I don't have the answer - or at least not an easy one. I know that there are other people like me, people who will read a piece of writing and judge it on the writing and not on the identity of the writer who produced it. And it smarts, as a writer, to think that my peers out there are denied an audience because they happen to have hair that curls tighter than mine does or because their skin produces more melanin. I would not expect to find a bookstore "ghetto" devoted only to Asian writers - and yet there IS a shelf in my local big chain bookstore which is devoted to African American literature. Sure, I'd read that stuff if it was well written and interesting - but it's sequsetered, way out there, and not even I - who reads voraciously and widely - can run around an ENTIRE bookstore that covers a whole city block and cherry pick titles which catch my eye. And because they are so sequestered, I would assume that there are titles which will NEVER catch my eye. I don't have an answer, other than to say, I WILL cat my net wider in bookstores in the future - but I am one person, and this is not enough, not enough by a long shot.
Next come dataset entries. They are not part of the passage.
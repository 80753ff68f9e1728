// crates/switch-ledger-core/src/runtime/mapper.rs
// ============================================================================
// Module: Switch Ledger Identity Mapper
// Description: Exactly-once mapping from external identities to aliases.
// Purpose: Assign each external identity one stable pseudonymous alias.
// Dependencies: rand, crate::{core, interfaces, runtime::context}
// ============================================================================

//! ## Overview
//! [`IdentityMapper`] assigns every external identity exactly one alias,
//! even under concurrent first lookups. The mapping is claimed with a
//! conditional put guarded by "this exact key does not yet exist" that
//! requests pre-failure values: the winner stores its candidate alias, and
//! every loser reads the winner's alias out of the cancellation detail
//! without a second round trip.

// ============================================================================
// SECTION: Imports
// ============================================================================

use rand::Rng;
use thiserror::Error;

use crate::core::identifiers::AliasId;
use crate::core::identifiers::ExternalId;
use crate::interfaces::AttributeValue;
use crate::interfaces::BackendError;
use crate::interfaces::Condition;
use crate::interfaces::Item;
use crate::interfaces::KeyValueBackend;
use crate::interfaces::PutOp;
use crate::interfaces::RowKey;
use crate::interfaces::TransactWriteError;
use crate::interfaces::WriteOp;
use crate::runtime::context::ContextError;
use crate::runtime::context::StoreContext;

// ============================================================================
// SECTION: Row Layout
// ============================================================================

/// Sort key of every identity-mapping row.
pub const IDENTITY_MAP_SORT_KEY: &str = "IDENTITY_MAP";
/// Attribute carrying the external identity.
pub const ATTR_EXTERNAL_ID: &str = "external_id";
/// Attribute carrying the assigned alias.
pub const ATTR_ALIAS_ID: &str = "alias_id";

// ============================================================================
// SECTION: Errors
// ============================================================================

/// Identity mapper errors.
#[derive(Debug, Error, Clone, PartialEq, Eq)]
pub enum MapperError {
    /// Low-level backend failure, propagated verbatim.
    #[error(transparent)]
    Backend(#[from] BackendError),
    /// The context deadline passed before the call completed.
    #[error("deadline exceeded")]
    DeadlineExceeded,
    /// The caller canceled the call.
    #[error("operation canceled")]
    Canceled,
    /// A stored mapping row failed to decode.
    #[error("stored mapping row is corrupt: {0}")]
    Corrupt(String),
}

impl From<ContextError> for MapperError {
    fn from(error: ContextError) -> Self {
        match error {
            ContextError::DeadlineExceeded => Self::DeadlineExceeded,
            ContextError::Canceled => Self::Canceled,
        }
    }
}

// ============================================================================
// SECTION: Identity Mapper
// ============================================================================

/// Exactly-once external-identity-to-alias mapper.
///
/// # Invariants
/// - For a given external identity, every call across every process returns
///   the same alias.
#[derive(Debug, Clone)]
pub struct IdentityMapper<B> {
    /// Backend providing the conditional-write capability.
    backend: B,
}

impl<B: KeyValueBackend> IdentityMapper<B> {
    /// Creates an identity mapper over a backend.
    #[must_use]
    pub const fn new(backend: B) -> Self {
        Self {
            backend,
        }
    }

    /// Returns the alias for an external identity, assigning one on first
    /// use.
    ///
    /// # Errors
    ///
    /// Returns [`MapperError::Corrupt`] when a concurrent winner's row lacks
    /// its alias attribute, and context/backend errors otherwise.
    pub fn alias_for(
        &self,
        ctx: &StoreContext,
        external: &ExternalId,
    ) -> Result<AliasId, MapperError> {
        ctx.ensure_active()?;
        let candidate = AliasId::new(random_hex_128());
        let claim = WriteOp::Put(PutOp {
            item: mapping_row(external, &candidate),
            condition: Some(Condition::row_not_exists()),
            return_values_on_failure: true,
        });
        match self.backend.transact_write(&[claim]) {
            Ok(()) => Ok(candidate),
            Err(TransactWriteError::Canceled(cancellation)) => {
                let existing = cancellation
                    .reasons
                    .into_iter()
                    .next()
                    .and_then(|reason| reason.item)
                    .ok_or_else(|| {
                        MapperError::Corrupt(
                            "claim canceled without a pre-failure mapping row".to_string(),
                        )
                    })?;
                decode_alias(&existing)
            }
            Err(TransactWriteError::Backend(error)) => Err(error.into()),
        }
    }
}

// ============================================================================
// SECTION: Row Codec
// ============================================================================

/// Key of the mapping row for an external identity.
#[must_use]
pub fn mapping_row_key(external: &ExternalId) -> RowKey {
    RowKey::new(external.as_str(), IDENTITY_MAP_SORT_KEY)
}

/// Encodes a mapping row for an external identity and alias.
fn mapping_row(external: &ExternalId, alias: &AliasId) -> Item {
    Item::for_key(&mapping_row_key(external))
        .with(ATTR_EXTERNAL_ID, AttributeValue::S(external.as_str().to_string()))
        .with(ATTR_ALIAS_ID, AttributeValue::S(alias.as_str().to_string()))
}

/// Decodes the alias carried by a mapping row.
fn decode_alias(item: &Item) -> Result<AliasId, MapperError> {
    item.get_str(ATTR_ALIAS_ID)
        .map(AliasId::from)
        .ok_or_else(|| MapperError::Corrupt("mapping row is missing alias_id".to_string()))
}

/// Lowercase hex digits for alias rendering.
const HEX_DIGITS: &[u8; 16] = b"0123456789abcdef";

/// Generates a fresh 128-bit alias rendered as lowercase hex.
fn random_hex_128() -> String {
    let bytes: [u8; 16] = rand::thread_rng().r#gen();
    let mut rendered = String::with_capacity(32);
    for byte in bytes {
        rendered.push(char::from(HEX_DIGITS[usize::from(byte >> 4)]));
        rendered.push(char::from(HEX_DIGITS[usize::from(byte & 0x0f)]));
    }
    rendered
}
I speak from some experience, genre-wise, having produced a book that has been described as "mainstream fantasy" by at least one reviewer and which rather defeats - or, as my lovely agent once put it, "transcends" - genre. This means that shelving in bookstores tends to be in the "literature" section of the shop rather than in the "fantasy" section, which meant that the fantasy fans who heard about it by word of mouth had to go hunt the thing rather than wander into their local book emporium and readily find it to hand. But in one sense that worked FOR me because the book was perforce cast into a wider pool - there's a readership valve in a given bookstore which seems to function in a one-way direction - fantasy readers WILL cross from the fantasy section and look for other reading material in the mainstream shelves whereas very few, if any, readers will do the reverse. In my case, it was a question of "which part of the store will this fit best?" This does mean that one of the cavils of the second blog - that books are shelved cheek-by-jowl without regard for teh KIND of book that they are simply because of the identity of the author - can actually be beneficial in one sense, because potential readers DO have that wider selection available - I mean, I am constantly shelved next to Isabel ALlende, Sherman Alexie and Louisa May Alcott, none of whom (well, maybe Allende in some guises) are THAT similar to my own work and whose closeness to me on the shelf helps no reader unfamiliar with any of these writers' work or my own to make an informed decision.
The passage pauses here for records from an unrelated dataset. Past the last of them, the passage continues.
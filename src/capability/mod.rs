//! Backend availability checks.
//!
//! # Responsibilities
//! - Name the optional backends a configuration may select
//! - Record which of them are installed in this build
//! - Answer "is this backend available?" without side effects
//!
//! # Design Decisions
//! - Availability is registered once at startup, then only read
//! - Built-ins with no optional dependency (file caches, YAML driver) are
//!   never probed
//! - Compiled-in features seed the set; hosts may adjust it explicitly

use std::collections::HashSet;
use std::fmt;
use std::str::FromStr;

/// An optional backend whose library support may be absent.
#[derive(Debug, Clone, Copy, PartialEq, Eq, Hash, PartialOrd, Ord)]
pub enum Backend {
    JsonApiAdapter,
    RedisCache,
    MongoDbPersister,
    ElasticSearchClient,
}

impl Backend {
    pub const ALL: [Backend; 4] = [
        Backend::JsonApiAdapter,
        Backend::RedisCache,
        Backend::MongoDbPersister,
        Backend::ElasticSearchClient,
    ];

    /// Library symbol that must be resolvable for the backend to work.
    pub fn symbol(self) -> &'static str {
        match self {
            Backend::JsonApiAdapter => "modlr::api::jsonapiorg::Adapter",
            Backend::RedisCache => "modlr::metadata::cache::RedisCache",
            Backend::MongoDbPersister => "modlr::persister::mongodb::Persister",
            Backend::ElasticSearchClient => "modlr::search::elastic::Client",
        }
    }

    /// Short identifier, as accepted on the command line.
    pub fn as_str(self) -> &'static str {
        match self {
            Backend::JsonApiAdapter => "jsonapi",
            Backend::RedisCache => "redis-cache",
            Backend::MongoDbPersister => "mongodb",
            Backend::ElasticSearchClient => "elastic",
        }
    }

    fn compiled_in(self) -> bool {
        match self {
            Backend::JsonApiAdapter => cfg!(feature = "jsonapi"),
            Backend::RedisCache => cfg!(feature = "redis-cache"),
            Backend::MongoDbPersister => cfg!(feature = "mongodb"),
            Backend::ElasticSearchClient => cfg!(feature = "elastic"),
        }
    }
}

impl fmt::Display for Backend {
    fn fmt(&self, f: &mut fmt::Formatter<'_>) -> fmt::Result {
        f.write_str(self.as_str())
    }
}

impl FromStr for Backend {
    type Err = String;

    fn from_str(s: &str) -> Result<Self, Self::Err> {
        Backend::ALL
            .into_iter()
            .find(|backend| backend.as_str() == s)
            .ok_or_else(|| {
                let known: Vec<_> = Backend::ALL.iter().map(|b| b.as_str()).collect();
                format!("unknown backend \"{s}\" (expected one of: {})", known.join(", "))
            })
    }
}

/// The set of optional backends available to this process.
#[derive(Debug, Clone, Default, PartialEq, Eq)]
pub struct Capabilities {
    available: HashSet<Backend>,
}

impl Capabilities {
    /// Register every backend compiled into this build.
    pub fn detect() -> Self {
        let mut capabilities = Self::none();
        for backend in Backend::ALL.into_iter().filter(|b| b.compiled_in()) {
            capabilities.register(backend);
        }
        tracing::debug!(available = ?capabilities.sorted(), "Backend capabilities detected");
        capabilities
    }

    /// No optional backend available.
    pub fn none() -> Self {
        Self::default()
    }

    /// Every optional backend available.
    pub fn all() -> Self {
        Self {
            available: Backend::ALL.into_iter().collect(),
        }
    }

    pub fn register(&mut self, backend: Backend) -> &mut Self {
        self.available.insert(backend);
        self
    }

    pub fn unregister(&mut self, backend: Backend) -> &mut Self {
        self.available.remove(&backend);
        self
    }

    pub fn is_available(&self, backend: Backend) -> bool {
        self.available.contains(&backend)
    }

    fn sorted(&self) -> Vec<Backend> {
        let mut backends: Vec<_> = self.available.iter().copied().collect();
        backends.sort();
        backends
    }
}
Perhaps Amazon has it right after all. Just go in and plug in what you're interested in, and it spreads what it has before you in a glittering array. No confusing shelves to go messing through to find what you're looking for.
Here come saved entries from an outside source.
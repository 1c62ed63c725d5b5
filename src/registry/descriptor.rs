//! Declarative service recipes.
//!
//! A [`ServiceDescriptor`] says which component to build and with which
//! arguments; it never constructs anything itself. The host container turns
//! descriptors into instances.

use serde::{Serialize, Serializer};
use serde_json::Value;

use crate::registry::id::ServiceId;

/// Built-in component a descriptor instantiates.
#[derive(Debug, Clone, Copy, PartialEq, Eq, Hash)]
pub enum Implementation {
    // Metadata
    FileCache,
    BinaryFileCache,
    RedisCache,
    CacheWarmer,
    BundleMetadataWarmer,
    ClearCacheCommand,
    FileLocator,
    YamlFileDriver,
    MetadataFactory,

    // Host-owned collaborators
    StorageManager,
    Store,
    EntityUtility,
    Validator,

    // Persistence
    MongoDbStorageMetadataFactory,
    MongoDbConnection,
    MongoDbPersister,

    // REST
    RestConfiguration,
    JsonApiSerializer,
    JsonApiNormalizer,
    JsonApiAdapter,
    RestKernel,

    // Search
    ElasticStorageMetadataFactory,
    ElasticClient,
}

impl Implementation {
    /// Fully qualified component path.
    pub fn path(self) -> &'static str {
        match self {
            Implementation::FileCache => "modlr::metadata::cache::FileCache",
            Implementation::BinaryFileCache => "modlr::metadata::cache::BinaryFileCache",
            Implementation::RedisCache => "modlr::metadata::cache::RedisCache",
            Implementation::CacheWarmer => "modlr::metadata::cache::CacheWarmer",
            Implementation::BundleMetadataWarmer => "modlr_bootstrap::hooks::MetadataWarmer",
            Implementation::ClearCacheCommand => "modlr::metadata::cache::ClearCacheCommand",
            Implementation::FileLocator => "modlr::metadata::driver::FileLocator",
            Implementation::YamlFileDriver => "modlr::metadata::driver::YamlFileDriver",
            Implementation::MetadataFactory => "modlr::metadata::MetadataFactory",
            Implementation::StorageManager => "modlr::storage::StorageManager",
            Implementation::Store => "modlr::store::Store",
            Implementation::EntityUtility => "modlr::util::EntityUtility",
            Implementation::Validator => "modlr::util::Validator",
            Implementation::MongoDbStorageMetadataFactory => {
                "modlr::persister::mongodb::StorageMetadataFactory"
            }
            Implementation::MongoDbConnection => "modlr::persister::mongodb::Connection",
            Implementation::MongoDbPersister => "modlr::persister::mongodb::Persister",
            Implementation::RestConfiguration => "modlr::rest::RestConfiguration",
            Implementation::JsonApiSerializer => "modlr::api::jsonapiorg::Serializer",
            Implementation::JsonApiNormalizer => "modlr::api::jsonapiorg::Normalizer",
            Implementation::JsonApiAdapter => "modlr::api::jsonapiorg::Adapter",
            Implementation::RestKernel => "modlr::rest::RestKernel",
            Implementation::ElasticStorageMetadataFactory => {
                "modlr::search::elastic::StorageMetadataFactory"
            }
            Implementation::ElasticClient => "modlr::search::elastic::Client",
        }
    }
}

impl Serialize for Implementation {
    fn serialize<S: Serializer>(&self, serializer: S) -> Result<S::Ok, S::Error> {
        serializer.serialize_str(self.path())
    }
}

/// One constructor or method-call argument.
#[derive(Debug, Clone, PartialEq, Serialize)]
#[serde(tag = "kind", content = "value", rename_all = "snake_case")]
pub enum Argument {
    Literal(Value),
    Reference(ServiceId),
    Inline(Box<ServiceDescriptor>),
}

impl Argument {
    pub fn literal(value: impl Into<Value>) -> Self {
        Argument::Literal(value.into())
    }
}

/// A setter-style call applied after construction.
#[derive(Debug, Clone, PartialEq, Serialize)]
pub struct MethodCall {
    pub method: &'static str,
    pub arguments: Vec<Argument>,
}

impl MethodCall {
    pub fn new(method: &'static str, arguments: Vec<Argument>) -> Self {
        Self { method, arguments }
    }
}

/// Recipe for a single service instance.
#[derive(Debug, Clone, PartialEq, Serialize)]
pub struct ServiceDescriptor {
    pub implementation: Implementation,
    pub arguments: Vec<Argument>,
    #[serde(skip_serializing_if = "Vec::is_empty")]
    pub calls: Vec<MethodCall>,
    #[serde(skip_serializing_if = "Vec::is_empty")]
    pub tags: Vec<&'static str>,
    /// Whether the host may fetch the service directly by name.
    pub public: bool,
}

impl ServiceDescriptor {
    pub fn new(implementation: Implementation) -> Self {
        Self {
            implementation,
            arguments: Vec::new(),
            calls: Vec::new(),
            tags: Vec::new(),
            public: true,
        }
    }

    pub fn argument(mut self, argument: Argument) -> Self {
        self.arguments.push(argument);
        self
    }

    pub fn reference(self, id: ServiceId) -> Self {
        self.argument(Argument::Reference(id))
    }

    pub fn literal(self, value: impl Into<Value>) -> Self {
        self.argument(Argument::literal(value))
    }

    pub fn call(mut self, call: MethodCall) -> Self {
        self.calls.push(call);
        self
    }

    pub fn tag(mut self, tag: &'static str) -> Self {
        self.tags.push(tag);
        self
    }

    pub fn private(mut self) -> Self {
        self.public = false;
        self
    }

    /// Every service referenced by this descriptor, including references made
    /// by method calls and inline descriptors.
    pub fn references(&self) -> Vec<&ServiceId> {
        let mut found = Vec::new();
        let arguments = self
            .arguments
            .iter()
            .chain(self.calls.iter().flat_map(|call| call.arguments.iter()));
        for argument in arguments {
            match argument {
                Argument::Literal(_) => {}
                Argument::Reference(id) => found.push(id),
                Argument::Inline(inner) => found.extend(inner.references()),
            }
        }
        found
    }
}

#[cfg(test)]
mod tests {
    use super::*;
    use crate::registry::id::ServiceName;

    #[test]
    fn test_builder_defaults_to_public() {
        let descriptor = ServiceDescriptor::new(Implementation::RestKernel);
        assert!(descriptor.public);
        assert!(!descriptor.private().public);
    }

    #[test]
    fn test_references_walk_calls_and_inline_descriptors() {
        let inner = ServiceDescriptor::new(Implementation::Validator)
            .reference(ServiceId::External(ServiceName::clean("translator")));
        let descriptor = ServiceDescriptor::new(Implementation::MetadataFactory)
            .reference(ServiceId::DefaultDriver)
            .literal("unused")
            .argument(Argument::Inline(Box::new(inner)))
            .call(MethodCall::new(
                "setCache",
                vec![Argument::Reference(ServiceId::MetadataCache)],
            ));

        let refs: Vec<String> = descriptor.references().iter().map(|id| id.to_string()).collect();
        assert_eq!(
            refs,
            vec![
                "modlr.metadata.default_driver",
                "translator",
                "modlr.metadata.cache",
            ]
        );
    }

    #[test]
    fn test_serializes_paths_and_tagged_arguments() {
        let descriptor = ServiceDescriptor::new(Implementation::FileCache)
            .literal("/tmp/modlr")
            .tag("kernel.cache_warmer")
            .private();
        let json = serde_json::to_value(&descriptor).unwrap();
        assert_eq!(json["implementation"], "modlr::metadata::cache::FileCache");
        assert_eq!(json["arguments"][0]["kind"], "literal");
        assert_eq!(json["arguments"][0]["value"], "/tmp/modlr");
        assert_eq!(json["tags"][0], "kernel.cache_warmer");
        assert_eq!(json["public"], false);
        assert!(json.get("calls").is_none());
    }
}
I don't know the answer. I haven't seen the future. I know that it is one thing to be proud of who and what you are, and quite another to find that pride turned inside out and trotted out as some form of prejudice or another which means that you can only assert that pride in a given set of constricted circumstances or a pre-chosen audience. But speaking for myself - I'm proud of being a WRITER, not a white writer or a writer of a particular genre, or anything else that defines me too closely. I write, that's what I do, and I'm proud of that, as an accomplishment, as a gift, as a way of life. I hope that it is THAT, and that alone, that defines who I am in the eyes of my readers - and that those people who have said that they have enjoyed my work might have said the same thing if I were sitting here typing this blog entry with pink tentacles oozing ichor.

The writing's the thing. Identity matters, of course - but let it not be the means by which writers are classified, enjoyed or read. The writing is the thing.